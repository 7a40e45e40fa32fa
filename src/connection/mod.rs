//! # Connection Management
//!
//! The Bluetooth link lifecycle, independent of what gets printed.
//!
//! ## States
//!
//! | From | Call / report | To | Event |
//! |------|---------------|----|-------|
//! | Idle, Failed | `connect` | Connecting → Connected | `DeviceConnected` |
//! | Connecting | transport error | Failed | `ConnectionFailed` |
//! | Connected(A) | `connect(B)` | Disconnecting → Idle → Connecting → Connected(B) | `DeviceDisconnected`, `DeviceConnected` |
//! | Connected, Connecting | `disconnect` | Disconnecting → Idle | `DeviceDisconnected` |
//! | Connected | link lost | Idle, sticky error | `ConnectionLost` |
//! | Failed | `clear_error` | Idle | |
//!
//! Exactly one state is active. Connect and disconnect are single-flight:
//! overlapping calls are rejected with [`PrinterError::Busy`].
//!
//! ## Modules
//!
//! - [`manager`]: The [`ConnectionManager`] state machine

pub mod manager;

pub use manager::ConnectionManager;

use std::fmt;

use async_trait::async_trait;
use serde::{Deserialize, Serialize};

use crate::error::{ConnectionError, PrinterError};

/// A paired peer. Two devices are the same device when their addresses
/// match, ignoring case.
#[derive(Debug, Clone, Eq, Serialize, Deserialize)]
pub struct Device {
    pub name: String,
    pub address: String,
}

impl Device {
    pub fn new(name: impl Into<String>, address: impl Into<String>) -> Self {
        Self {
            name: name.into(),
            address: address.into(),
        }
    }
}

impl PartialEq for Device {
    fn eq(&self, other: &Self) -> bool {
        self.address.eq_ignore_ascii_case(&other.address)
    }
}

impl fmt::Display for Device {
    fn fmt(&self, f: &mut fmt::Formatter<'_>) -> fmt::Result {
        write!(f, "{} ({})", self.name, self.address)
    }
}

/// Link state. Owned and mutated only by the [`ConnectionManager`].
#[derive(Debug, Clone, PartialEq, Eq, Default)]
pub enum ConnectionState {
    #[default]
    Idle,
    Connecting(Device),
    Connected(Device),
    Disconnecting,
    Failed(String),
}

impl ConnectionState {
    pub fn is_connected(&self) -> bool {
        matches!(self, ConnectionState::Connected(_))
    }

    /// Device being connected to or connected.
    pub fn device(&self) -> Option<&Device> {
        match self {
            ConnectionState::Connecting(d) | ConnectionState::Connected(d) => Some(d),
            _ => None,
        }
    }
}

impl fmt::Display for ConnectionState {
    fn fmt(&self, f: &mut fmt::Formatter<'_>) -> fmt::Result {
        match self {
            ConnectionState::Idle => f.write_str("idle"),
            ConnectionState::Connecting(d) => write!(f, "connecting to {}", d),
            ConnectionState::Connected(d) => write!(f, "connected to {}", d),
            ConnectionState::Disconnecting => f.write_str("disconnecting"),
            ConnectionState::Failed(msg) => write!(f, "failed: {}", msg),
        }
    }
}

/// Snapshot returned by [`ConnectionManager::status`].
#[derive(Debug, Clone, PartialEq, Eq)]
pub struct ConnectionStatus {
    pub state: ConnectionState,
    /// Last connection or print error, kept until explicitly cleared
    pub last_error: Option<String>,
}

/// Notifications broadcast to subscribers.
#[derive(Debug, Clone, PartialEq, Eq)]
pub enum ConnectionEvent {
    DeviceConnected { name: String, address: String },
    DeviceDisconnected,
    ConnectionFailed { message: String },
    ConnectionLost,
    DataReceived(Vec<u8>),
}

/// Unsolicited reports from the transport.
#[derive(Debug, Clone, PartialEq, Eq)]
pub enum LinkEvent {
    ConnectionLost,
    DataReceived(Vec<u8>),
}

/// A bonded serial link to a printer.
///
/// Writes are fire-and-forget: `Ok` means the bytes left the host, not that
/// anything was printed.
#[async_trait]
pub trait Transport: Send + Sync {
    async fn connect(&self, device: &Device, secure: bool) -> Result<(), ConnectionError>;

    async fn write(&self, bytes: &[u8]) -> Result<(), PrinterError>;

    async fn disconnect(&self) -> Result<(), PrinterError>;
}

==

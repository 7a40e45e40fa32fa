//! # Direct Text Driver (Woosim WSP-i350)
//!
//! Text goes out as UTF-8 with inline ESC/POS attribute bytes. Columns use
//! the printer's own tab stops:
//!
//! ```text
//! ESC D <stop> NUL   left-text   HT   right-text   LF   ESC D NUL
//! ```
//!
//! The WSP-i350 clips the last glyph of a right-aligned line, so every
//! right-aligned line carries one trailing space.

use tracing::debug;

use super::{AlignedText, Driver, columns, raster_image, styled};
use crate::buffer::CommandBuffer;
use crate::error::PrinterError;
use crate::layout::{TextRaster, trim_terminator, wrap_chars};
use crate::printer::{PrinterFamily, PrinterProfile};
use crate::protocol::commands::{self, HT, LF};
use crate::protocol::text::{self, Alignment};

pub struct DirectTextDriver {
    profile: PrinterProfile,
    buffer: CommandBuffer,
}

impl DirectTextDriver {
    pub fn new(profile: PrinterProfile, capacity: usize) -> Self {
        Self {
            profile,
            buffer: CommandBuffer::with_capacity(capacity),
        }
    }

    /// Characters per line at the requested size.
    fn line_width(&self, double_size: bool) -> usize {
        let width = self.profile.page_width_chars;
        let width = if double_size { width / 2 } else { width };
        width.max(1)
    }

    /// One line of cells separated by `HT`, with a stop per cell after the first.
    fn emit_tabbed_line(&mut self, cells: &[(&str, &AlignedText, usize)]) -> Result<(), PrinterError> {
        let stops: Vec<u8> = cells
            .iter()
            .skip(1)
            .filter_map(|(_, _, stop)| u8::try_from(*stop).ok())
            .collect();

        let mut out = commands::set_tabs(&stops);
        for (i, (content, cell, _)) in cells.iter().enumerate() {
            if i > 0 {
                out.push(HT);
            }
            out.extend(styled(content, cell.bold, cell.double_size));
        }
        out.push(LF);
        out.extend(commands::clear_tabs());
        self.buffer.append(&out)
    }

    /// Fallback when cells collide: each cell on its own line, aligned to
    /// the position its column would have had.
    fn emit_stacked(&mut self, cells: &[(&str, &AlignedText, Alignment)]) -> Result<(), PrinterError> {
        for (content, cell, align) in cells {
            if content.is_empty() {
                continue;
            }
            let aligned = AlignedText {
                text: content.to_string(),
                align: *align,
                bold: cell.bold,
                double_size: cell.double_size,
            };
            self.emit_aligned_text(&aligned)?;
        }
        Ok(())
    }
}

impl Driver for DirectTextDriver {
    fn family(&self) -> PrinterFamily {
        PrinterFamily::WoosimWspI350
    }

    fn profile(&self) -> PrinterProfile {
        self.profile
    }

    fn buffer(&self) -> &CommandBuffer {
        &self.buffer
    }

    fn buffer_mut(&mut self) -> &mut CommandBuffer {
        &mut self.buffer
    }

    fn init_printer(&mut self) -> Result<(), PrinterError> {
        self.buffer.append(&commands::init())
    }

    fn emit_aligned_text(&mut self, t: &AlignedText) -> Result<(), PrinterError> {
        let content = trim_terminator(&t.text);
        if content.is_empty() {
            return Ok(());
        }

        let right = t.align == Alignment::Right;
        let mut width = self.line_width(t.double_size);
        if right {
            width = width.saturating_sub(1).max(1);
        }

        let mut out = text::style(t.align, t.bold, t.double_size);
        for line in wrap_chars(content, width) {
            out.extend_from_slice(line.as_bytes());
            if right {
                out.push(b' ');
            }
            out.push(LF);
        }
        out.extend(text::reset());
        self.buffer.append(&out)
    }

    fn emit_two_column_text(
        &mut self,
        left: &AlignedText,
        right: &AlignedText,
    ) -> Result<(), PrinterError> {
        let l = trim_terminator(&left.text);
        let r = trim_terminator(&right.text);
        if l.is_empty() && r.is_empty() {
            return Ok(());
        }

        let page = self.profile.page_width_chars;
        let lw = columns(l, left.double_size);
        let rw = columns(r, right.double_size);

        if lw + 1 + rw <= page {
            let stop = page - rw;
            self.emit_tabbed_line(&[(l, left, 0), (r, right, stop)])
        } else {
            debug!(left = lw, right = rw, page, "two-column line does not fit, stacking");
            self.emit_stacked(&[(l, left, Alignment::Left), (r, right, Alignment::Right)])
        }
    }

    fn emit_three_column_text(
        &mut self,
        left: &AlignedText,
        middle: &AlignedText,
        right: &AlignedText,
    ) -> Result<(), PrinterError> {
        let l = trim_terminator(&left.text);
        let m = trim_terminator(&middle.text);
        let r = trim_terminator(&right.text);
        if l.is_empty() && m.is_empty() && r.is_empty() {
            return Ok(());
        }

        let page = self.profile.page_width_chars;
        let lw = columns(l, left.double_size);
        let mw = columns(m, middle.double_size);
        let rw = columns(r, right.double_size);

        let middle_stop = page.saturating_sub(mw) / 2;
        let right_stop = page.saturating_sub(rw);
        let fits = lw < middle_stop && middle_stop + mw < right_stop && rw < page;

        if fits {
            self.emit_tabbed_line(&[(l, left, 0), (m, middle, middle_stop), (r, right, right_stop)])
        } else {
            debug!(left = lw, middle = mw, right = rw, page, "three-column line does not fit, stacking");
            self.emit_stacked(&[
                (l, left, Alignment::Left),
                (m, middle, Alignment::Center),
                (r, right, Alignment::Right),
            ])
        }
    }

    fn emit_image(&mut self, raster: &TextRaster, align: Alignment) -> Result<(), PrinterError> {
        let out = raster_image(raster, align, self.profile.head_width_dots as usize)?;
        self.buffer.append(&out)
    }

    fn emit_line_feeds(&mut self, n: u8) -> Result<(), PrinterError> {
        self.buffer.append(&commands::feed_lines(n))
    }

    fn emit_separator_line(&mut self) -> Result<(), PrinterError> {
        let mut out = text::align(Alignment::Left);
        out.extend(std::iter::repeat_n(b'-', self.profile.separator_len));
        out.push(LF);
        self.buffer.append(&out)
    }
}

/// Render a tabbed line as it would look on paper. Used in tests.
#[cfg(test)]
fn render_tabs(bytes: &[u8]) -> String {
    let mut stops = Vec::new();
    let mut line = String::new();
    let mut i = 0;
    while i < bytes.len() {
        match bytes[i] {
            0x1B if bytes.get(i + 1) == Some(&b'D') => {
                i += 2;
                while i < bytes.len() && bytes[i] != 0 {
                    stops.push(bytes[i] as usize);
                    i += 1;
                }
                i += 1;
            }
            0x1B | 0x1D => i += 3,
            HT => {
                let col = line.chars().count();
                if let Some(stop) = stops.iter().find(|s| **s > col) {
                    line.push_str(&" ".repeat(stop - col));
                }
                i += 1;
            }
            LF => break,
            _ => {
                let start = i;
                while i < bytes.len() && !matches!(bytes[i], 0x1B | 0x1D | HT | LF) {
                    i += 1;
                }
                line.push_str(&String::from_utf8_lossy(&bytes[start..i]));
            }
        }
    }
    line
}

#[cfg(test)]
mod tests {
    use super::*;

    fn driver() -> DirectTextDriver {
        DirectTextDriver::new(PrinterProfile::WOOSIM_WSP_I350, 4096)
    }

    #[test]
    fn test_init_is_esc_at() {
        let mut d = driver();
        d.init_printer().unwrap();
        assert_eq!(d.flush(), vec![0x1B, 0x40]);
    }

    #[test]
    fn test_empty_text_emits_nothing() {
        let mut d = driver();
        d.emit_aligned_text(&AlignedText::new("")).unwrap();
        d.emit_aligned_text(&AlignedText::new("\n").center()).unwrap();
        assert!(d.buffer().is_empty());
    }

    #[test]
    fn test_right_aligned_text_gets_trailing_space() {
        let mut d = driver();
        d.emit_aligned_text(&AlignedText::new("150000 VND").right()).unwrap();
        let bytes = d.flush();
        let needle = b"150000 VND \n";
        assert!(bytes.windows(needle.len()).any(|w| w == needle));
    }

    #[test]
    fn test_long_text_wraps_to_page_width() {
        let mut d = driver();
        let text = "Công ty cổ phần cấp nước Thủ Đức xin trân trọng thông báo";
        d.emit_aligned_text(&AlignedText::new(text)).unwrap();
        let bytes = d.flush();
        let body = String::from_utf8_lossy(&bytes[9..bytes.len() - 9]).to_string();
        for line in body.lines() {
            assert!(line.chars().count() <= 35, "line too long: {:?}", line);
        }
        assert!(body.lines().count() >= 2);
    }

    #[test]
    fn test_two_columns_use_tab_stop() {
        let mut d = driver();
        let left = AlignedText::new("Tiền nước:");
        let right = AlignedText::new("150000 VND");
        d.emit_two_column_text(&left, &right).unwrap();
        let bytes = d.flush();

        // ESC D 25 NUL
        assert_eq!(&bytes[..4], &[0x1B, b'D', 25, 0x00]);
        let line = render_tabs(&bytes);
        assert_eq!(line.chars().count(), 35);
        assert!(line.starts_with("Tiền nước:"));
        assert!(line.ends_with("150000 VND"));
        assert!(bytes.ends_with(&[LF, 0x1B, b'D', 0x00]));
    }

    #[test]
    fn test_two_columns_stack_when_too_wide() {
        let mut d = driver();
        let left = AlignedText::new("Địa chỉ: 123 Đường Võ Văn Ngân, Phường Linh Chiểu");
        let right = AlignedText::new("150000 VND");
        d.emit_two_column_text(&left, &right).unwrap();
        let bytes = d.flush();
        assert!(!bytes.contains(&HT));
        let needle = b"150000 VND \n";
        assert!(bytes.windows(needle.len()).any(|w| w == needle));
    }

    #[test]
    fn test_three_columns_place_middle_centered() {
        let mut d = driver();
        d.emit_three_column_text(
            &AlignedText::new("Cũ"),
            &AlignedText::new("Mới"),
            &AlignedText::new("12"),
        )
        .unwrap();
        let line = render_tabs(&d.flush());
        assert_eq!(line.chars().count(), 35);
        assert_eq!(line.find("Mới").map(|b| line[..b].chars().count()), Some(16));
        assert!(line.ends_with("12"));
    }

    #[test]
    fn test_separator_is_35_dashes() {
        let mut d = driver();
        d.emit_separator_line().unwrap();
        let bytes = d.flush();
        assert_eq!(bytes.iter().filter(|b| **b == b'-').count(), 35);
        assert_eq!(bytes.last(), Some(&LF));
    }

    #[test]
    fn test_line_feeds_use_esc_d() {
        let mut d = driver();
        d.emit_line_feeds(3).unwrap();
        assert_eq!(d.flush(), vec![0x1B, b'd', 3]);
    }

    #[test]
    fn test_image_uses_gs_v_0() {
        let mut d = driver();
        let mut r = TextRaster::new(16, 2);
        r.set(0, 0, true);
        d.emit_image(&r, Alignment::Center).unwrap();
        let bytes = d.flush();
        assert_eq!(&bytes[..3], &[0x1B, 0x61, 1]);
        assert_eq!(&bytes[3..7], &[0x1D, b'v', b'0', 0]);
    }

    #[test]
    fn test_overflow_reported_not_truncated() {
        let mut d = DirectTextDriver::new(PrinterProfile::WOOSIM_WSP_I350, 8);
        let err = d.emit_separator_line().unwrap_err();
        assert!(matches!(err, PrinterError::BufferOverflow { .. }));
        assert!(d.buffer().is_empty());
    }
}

▶ What the exercise asks
Report the number of lines in the listing above that include the word "usize", and nothing else.

▶ Output below
5